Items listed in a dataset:
[Start of section]

//! Test helpers module
//!
//! Temporary SQLite databases, fixture builders, token minting and a
//! document store that fails on demand.

#![allow(dead_code)]

pub mod database_helper;
pub mod directory_helper;
pub mod test_data;

pub use database_helper::*;
pub use directory_helper::*;
pub use test_data::*;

[End of section]

Required work:
Write out every entry exactly as it appears.

Output:
//! Test helpers module
//!
//! Temporary SQLite databases, fixture builders, token minting and a
//! document store that fails on demand.

#![allow(dead_code)]

pub mod database_helper;
pub mod directory_helper;
pub mod test_data;

pub use database_helper::*;
pub use directory_helper::*;
pub use test_data::*;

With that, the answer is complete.